[Opening Supplied data section]

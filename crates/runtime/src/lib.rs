//! Kestrel runtime: everything between the user and a [`kcore::Model`].
//!
//! The [`ContextBuilder`] fits history into the model's window, the
//! [`PermissionGate`] decides whether each tool call may run, the
//! [`Toolbox`] runs it, and the [`Conversation`] drives turns across all
//! three, publishing [`Event`]s for the UI.
//!
//! # Example
//!
//! ```rust,ignore
//! use kestrel_runtime::{Conversation, SessionFacts, Toolbox};
//! use tokio_util::sync::CancellationToken;
//!
//! let (tx, mut rx) = tokio::sync::mpsc::unbounded_channel();
//! let mut conversation = Conversation::new(model, Toolbox::new(), SessionFacts::default(), tx);
//! let outcome = conversation.turn("hello", &CancellationToken::new()).await;
//! ```

pub use context::{
    ContextBuilder, ConversationEntry, PREAMBLE, Selection, SessionFacts, importance, select,
    summarize,
};
pub use conversation::{Conversation, DENIED, MAX_ROUNDS, Outcome};
pub use event::Event;
pub use permission::{
    Assessment, Decision, PermissionGate, PermissionRequest, Responder, RiskLevel, Verdict,
    VerdictSource, cache_key, classify,
};
pub use tool::{Handler, ToolOutput, Toolbox};

mod context;
mod conversation;
mod event;
mod permission;
mod tool;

[Closing Supplied data section]

#### [Description of the task]
Nothing but a number should be given for this: how many lines in the entries above contain "PermissionGate"?

#### [Output for this task]
2